Ten European and one Australian partner organisations, led by Dr Mike Briggs from The University of Manchester, will investigate some of the most common bone disorders that lead to short stature.
Earlier research by the various groups had identified the genetic mutations that cause some of the conditions associated with dwarfism. The collaborators now intend to use this unprecedented experimental resource in the form of 10 genetic disease models to take their work to the next stage of development.
"There are more than 200 unique and well-characterised types of bone disorder, ranging in severity from relatively mild to severe and lethal forms," said Dr Briggs, who is based in Manchester's Faculty of Life Sciences.
"Although individually rare, as a group of diseases they have a combined incidence of more than one in 4,000.
"This is an exciting project that brings together an international group of experts to hopefully rapidly advance our knowledge of the genetic causes of dwarfism.
"By the end of this research we hope to have identified the major molecular problems that cause these disorders and to be much closer to identifying potential therapeutic targets."
The research project - called EuroGrow - is funded by a European Union grant of €3.14m plus €500K from the Australian Medical Research Council.

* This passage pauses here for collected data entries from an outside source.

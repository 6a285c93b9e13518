// tests/interpreter_runner.rs

//! Real-process tests for `InterpreterRunner`, using `sh` as the interpreter.

#![cfg(unix)]

use std::path::PathBuf;
use std::time::{Duration, Instant};

use codexec::errors::RunError;
use codexec::exec::{InterpreterRunner, ScriptRunner};
use codexec_test_utils::{init_tracing, with_timeout};

fn sh_runner() -> InterpreterRunner {
    InterpreterRunner::new(vec!["sh".to_string()], "main.sh")
}

const GENEROUS: Duration = Duration::from_secs(5);

#[tokio::test]
async fn test_stdout_and_zero_exit() {
    init_tracing();
    let result = with_timeout(sh_runner().run("echo ok".into(), GENEROUS))
        .await
        .unwrap();

    assert_eq!(result.return_code(), 0);
    assert!(result.success());
    assert_eq!(result.stdout(), "ok\n");
    assert_eq!(result.stderr(), "");
}

#[tokio::test]
async fn test_stderr_and_exit_code_42() {
    init_tracing();
    let script = "echo 'This will go to stdout.'\necho 'This is an error message.' >&2\nexit 42\n";
    let result = with_timeout(sh_runner().run(script.into(), GENEROUS))
        .await
        .unwrap();

    assert_eq!(result.return_code(), 42);
    assert!(!result.success());
    assert_eq!(result.stdout(), "This will go to stdout.\n");
    assert!(result.stderr().contains("This is an error message."));
}

#[tokio::test]
async fn test_killed_by_signal_reports_negative_code() {
    init_tracing();
    let result = with_timeout(sh_runner().run("kill -9 $$".into(), GENEROUS))
        .await
        .unwrap();

    assert_eq!(result.return_code(), -9);
}

#[tokio::test]
async fn test_script_file_is_passed_to_interpreter_in_scratch_dir() {
    init_tracing();
    let runner = InterpreterRunner::new(vec!["sh".to_string(), "-e".to_string()], "job.sh");
    let result = with_timeout(runner.run("ls\npwd".into(), GENEROUS))
        .await
        .unwrap();

    let mut lines = result.stdout().lines();
    assert_eq!(lines.next(), Some("job.sh"));
    let cwd = lines.next().unwrap();
    assert!(cwd.contains("codexec-"), "unexpected working dir {cwd}");
}

#[tokio::test]
async fn test_scratch_dir_is_removed_after_run() {
    init_tracing();
    let result = with_timeout(sh_runner().run("pwd".into(), GENEROUS))
        .await
        .unwrap();

    let dir = PathBuf::from(result.stdout().trim_end());
    assert!(!dir.as_os_str().is_empty());
    assert!(!dir.exists(), "scratch dir {dir:?} still exists");
}

/// A killed process can linger as a zombie until its new parent reaps it,
/// and `kill -0` still succeeds on a zombie, so `/proc` is checked first.
fn process_is_running(pid: &str) -> bool {
    let stat = std::path::Path::new("/proc").join(pid).join("stat");
    if let Ok(stat) = std::fs::read_to_string(&stat) {
        let state = stat.rsplit(')').next().and_then(|rest| rest.split_whitespace().next());
        return state != Some("Z");
    }
    if std::path::Path::new("/proc/self").exists() {
        return false;
    }
    std::process::Command::new("kill")
        .args(["-0", pid])
        .stderr(std::process::Stdio::null())
        .status()
        .unwrap()
        .success()
}

async fn wait_until_gone(pid: &str) -> bool {
    for _ in 0..40 {
        if !process_is_running(pid) {
            return true;
        }
        tokio::time::sleep(Duration::from_millis(50)).await;
    }
    false
}

#[tokio::test]
async fn test_timeout_kills_process_and_cleans_up() {
    init_tracing();
    let marker_dir = tempfile::tempdir().unwrap();
    let pid_file = marker_dir.path().join("pid");
    let dir_file = marker_dir.path().join("dir");
    let script = format!(
        "pwd > '{}'\necho $$ > '{}'\nwhile :; do sleep 1; done\n",
        dir_file.display(),
        pid_file.display()
    );

    let started = Instant::now();
    let err = with_timeout(sh_runner().run(script, Duration::from_millis(500)))
        .await
        .unwrap_err();

    assert!(matches!(err, RunError::TimedOut(_)), "got {err:?}");
    assert!(started.elapsed() < Duration::from_secs(5));

    let pid = std::fs::read_to_string(&pid_file).unwrap().trim().to_string();
    assert!(wait_until_gone(&pid).await, "interpreter pid {pid} survived the timeout");

    let scratch = PathBuf::from(std::fs::read_to_string(&dir_file).unwrap().trim_end());
    assert!(!scratch.exists(), "scratch dir {scratch:?} still exists");
}

#[tokio::test]
async fn test_timeout_kills_background_children() {
    init_tracing();
    let marker_dir = tempfile::tempdir().unwrap();
    let pid_file = marker_dir.path().join("child_pid");
    let script = format!("sleep 30 &\necho $! > '{}'\nwait\n", pid_file.display());

    let err = with_timeout(sh_runner().run(script, Duration::from_millis(500)))
        .await
        .unwrap_err();
    assert!(matches!(err, RunError::TimedOut(_)), "got {err:?}");

    let pid = std::fs::read_to_string(&pid_file).unwrap().trim().to_string();
    assert!(!pid.is_empty());
    assert!(wait_until_gone(&pid).await, "background child {pid} survived the timeout");
}

#[tokio::test]
async fn test_detached_children_do_not_outlive_a_finished_run() {
    init_tracing();
    let marker_dir = tempfile::tempdir().unwrap();
    let pid_file = marker_dir.path().join("child_pid");
    let script = format!(
        "sleep 30 > /dev/null 2>&1 &\necho $! > '{}'\necho done\n",
        pid_file.display()
    );

    let result = with_timeout(sh_runner().run(script, GENEROUS))
        .await
        .unwrap();
    assert_eq!(result.return_code(), 0);
    assert_eq!(result.stdout(), "done\n");

    let pid = std::fs::read_to_string(&pid_file).unwrap().trim().to_string();
    assert!(wait_until_gone(&pid).await, "detached child {pid} survived the run");
}

#[tokio::test]
async fn test_concurrent_runs_do_not_share_files() {
    init_tracing();
    let runner = sh_runner();

    let script_a = "echo alpha > shared.txt\nsleep 0.3\ncat shared.txt".to_string();
    let script_b = "echo beta > shared.txt\nsleep 0.3\ncat shared.txt".to_string();

    let (a, b) = with_timeout(async {
        tokio::join!(runner.run(script_a, GENEROUS), runner.run(script_b, GENEROUS))
    })
    .await;

    assert_eq!(a.unwrap().stdout(), "alpha\n");
    assert_eq!(b.unwrap().stdout(), "beta\n");
}

#[tokio::test]
async fn test_missing_interpreter_is_internal_error() {
    init_tracing();
    let runner = InterpreterRunner::new(vec!["codexec-no-such-interpreter".to_string()], "main.sh");
    let err = with_timeout(runner.run("echo hi".into(), GENEROUS))
        .await
        .unwrap_err();

    assert!(matches!(err, RunError::Internal(_)), "got {err:?}");
}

Investigations will concentrate on the most common causes of dwarfism, including achondroplasia, which affects as many as one in every 10,000 children.
Other disorders to be targeted include pseudoachondroplasia and spondyloepiphyseal dysplasia congenita, which both manifest with severe arthritis in adulthood.
"In the shorter term our research will help in the better diagnosis and prognosis of these disorders," said Dr Briggs. "However, our long-term goal will be to find treatments for these disorders.
"In terms of progress towards this longer-term objective, it is unlikely we will be able to help this generation but we are confident such therapies will be available to the next generation. Certainly, the genetic models we now have will prove extremely useful in helping us to achieve this goal."